4.2 Species-Specific Patterns
morphometric_summary <- penguins_clean |>
group_by(species) |>
summarise(
n = n(),
body_mass_mean =
round(mean(body_mass_g), 0),
body_mass_ci =
round(
1.96 * sd(body_mass_g) / sqrt(n()),
1
),
flipper_length_mean =
round(mean(flipper_length_mm), 1),
flipper_length_ci =
round(
1.96 * sd(flipper_length_mm) /
sqrt(n()),
1
),
.groups = "drop"
)
kable(
morphometric_summary,
caption = paste(
"Morphometric Statistics by Species",
"(plus/minus 95% CI)"
),
col.names = c(
"Species", "N", "Body Mass (g)",
"+/- 95% CI",
"Flipper Length (mm)", "+/- 95% CI"
)
)| Species | N | Body Mass (g) | +/- 95% CI | Flipper Length (mm) | +/- 95% CI |
|---|---|---|---|---|---|
| Adelie | 146 | 3706 | 74.4 | 190.1 | 1.1 |
| Chinstrap | 68 | 3733 | 91.4 | 195.8 | 1.7 |
| Gentoo | 119 | 5092 | 90.1 | 217.2 | 1.2 |
p_comparison <- ggplot(
penguins_clean,
aes(x = species, fill = species)
) +
geom_boxplot(
aes(y = body_mass_g),
alpha = 0.7,
position = position_dodge(0.8)
) +
scale_fill_manual(values = penguin_colors) +
labs(
title = paste(
"Body Mass Distribution by Species"
),
subtitle = paste(
"Gentoo penguins are notably larger",
"than Adelie and Chinstrap"
),
x = "Species",
y = "Body Mass (g)"
) +
theme_minimal() +
theme(legend.position = "none")
print(p_comparison)
ggsave(
"species-comparison.png",
plot = p_comparison,
width = 8, height = 5, dpi = 300
)
Gentoo penguins stand out clearly, with a median body mass roughly 1250g higher than the other two species. This species-level variation will matter a great deal when we move to multiple regression in the next post.

Stepping back to see the bigger picture.
4.3 Looking for Relationships
A correlation matrix across the four numeric morphometric variables identifies which measurement has the strongest linear association with body mass.

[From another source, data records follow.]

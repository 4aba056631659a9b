//! Conversions between user facing values and the `f64` lane space
//! the integrators operate in.

use crate::options::{DamperOptions, IntegerOptions};
use crate::ThreadSafe;

/// Default convergence threshold of floating point motions.
pub const FLOAT_EPSILON: f64 = 0.01;
/// Default convergence threshold of integer motions.
pub const INTEGER_EPSILON: f64 = 0.5;

/// Maps a value of type `V` in and out of lane space.
///
/// Adapters are never instantiated, they only select behavior at
/// the type level.
pub trait DamperAdapter<V, O>: ThreadSafe {
    /// Convergence threshold used when a motion does not configure
    /// its own.
    const EPSILON: f64 = FLOAT_EPSILON;

    fn to_lane(value: &V) -> f64;

    fn from_lane(lane: f64, options: &O) -> V;
}

pub struct FloatAdapter;

impl<O: DamperOptions> DamperAdapter<f32, O> for FloatAdapter {
    #[inline]
    fn to_lane(value: &f32) -> f64 {
        f64::from(*value)
    }

    #[inline]
    fn from_lane(lane: f64, _: &O) -> f32 {
        lane as f32
    }
}

pub struct DoubleAdapter;

impl<O: DamperOptions> DamperAdapter<f64, O> for DoubleAdapter {
    #[inline]
    fn to_lane(value: &f64) -> f64 {
        *value
    }

    #[inline]
    fn from_lane(lane: f64, _: &O) -> f64 {
        lane
    }
}

pub struct IntAdapter;

impl DamperAdapter<i32, IntegerOptions> for IntAdapter {
    const EPSILON: f64 = INTEGER_EPSILON;

    #[inline]
    fn to_lane(value: &i32) -> f64 {
        f64::from(*value)
    }

    #[inline]
    fn from_lane(lane: f64, options: &IntegerOptions) -> i32 {
        // Saturating cast.
        options.rounding_mode.round(lane) as i32
    }
}

pub struct LongAdapter;

impl DamperAdapter<i64, IntegerOptions> for LongAdapter {
    const EPSILON: f64 = INTEGER_EPSILON;

    #[inline]
    fn to_lane(value: &i64) -> f64 {
        *value as f64
    }

    #[inline]
    fn from_lane(lane: f64, options: &IntegerOptions) -> i64 {
        options.rounding_mode.round(lane) as i64
    }
}

/// Value types with a default options and adapter pairing.
pub trait DamperValue: Copy + ThreadSafe {
    type Options: DamperOptions;
    type Adapter: DamperAdapter<Self, Self::Options>;
}

impl DamperValue for f32 {
    type Options = crate::options::NoOptions;
    type Adapter = FloatAdapter;
}

impl DamperValue for f64 {
    type Options = crate::options::NoOptions;
    type Adapter = DoubleAdapter;
}

impl DamperValue for i32 {
    type Options = IntegerOptions;
    type Adapter = IntAdapter;
}

impl DamperValue for i64 {
    type Options = IntegerOptions;
    type Adapter = LongAdapter;
}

numeric_vars <- penguins_clean |>
select(
bill_length_mm, bill_depth_mm,
flipper_length_mm, body_mass_g
)
correlation_matrix <- cor(numeric_vars)
body_mass_cors <- correlation_matrix[
"body_mass_g",
] |>
sort(decreasing = TRUE) |>
round(3)
cat(
"Correlations with Body Mass:\n"
)Correlations with Body Mass:
cat(sprintf(
" Flipper Length: %s (strongest)\n",
body_mass_cors["flipper_length_mm"]
)) Flipper Length: 0.873 (strongest)
cat(sprintf(
" Bill Length: %s\n",
body_mass_cors["bill_length_mm"]
)) Bill Length: 0.589
cat(sprintf(
" Bill Depth: %s (negative)\n",
body_mass_cors["bill_depth_mm"]
)) Bill Depth: -0.472 (negative)
png(
"correlation-matrix.png",
width = 6, height = 6,
res = 300, units = "in"
)
corrplot(
correlation_matrix,
method = "color",
type = "upper",
order = "hclust",
tl.cex = 1.0,
tl.col = "black",
addCoef.col = "black",
number.cex = 0.8,
title = "Morphometric Correlations",
mar = c(0, 0, 2, 0)
)
dev.off()quartz_off_screen
2
Flipper length emerged as the clear winner, with a correlation of 0.87 against body mass. This makes biological sense: longer flippers correspond to larger birds overall. The negative correlation with bill depth was initially surprising, but it reflects the confounding influence of species (Gentoo penguins have shallower bills but heavier bodies).
5 Building a Model
5.1 Fitting the Simple Regression
With flipper length identified as the strongest predictor, a simple linear regression model is appropriate.
simple_model <- lm(
body_mass_g ~ flipper_length_mm,
data = penguins_clean
)
model_coefficients <- tidy(
simple_model, conf.int = TRUE
)
model_metrics <- glance(simple_model)
cat("Simple Linear Model Results:\n")Simple Linear Model Results:
cat("============================\n")============================
cat(sprintf(
"R-squared: %.3f (%.1f%% variance explained)\n",
model_metrics$r.squared,
model_metrics$r.squared * 100
))R-squared: 0.762 (76.2% variance explained)
cat(sprintf(
"RMSE: %.1f grams\n",
sigma(simple_model)
))RMSE: 393.3 grams
cat(sprintf(
"F-statistic: %.1f (p < 0.001)\n",
model_metrics$statistic
))F-statistic: 1060.3 (p < 0.001)
intercept <- model_coefficients$estimate[1]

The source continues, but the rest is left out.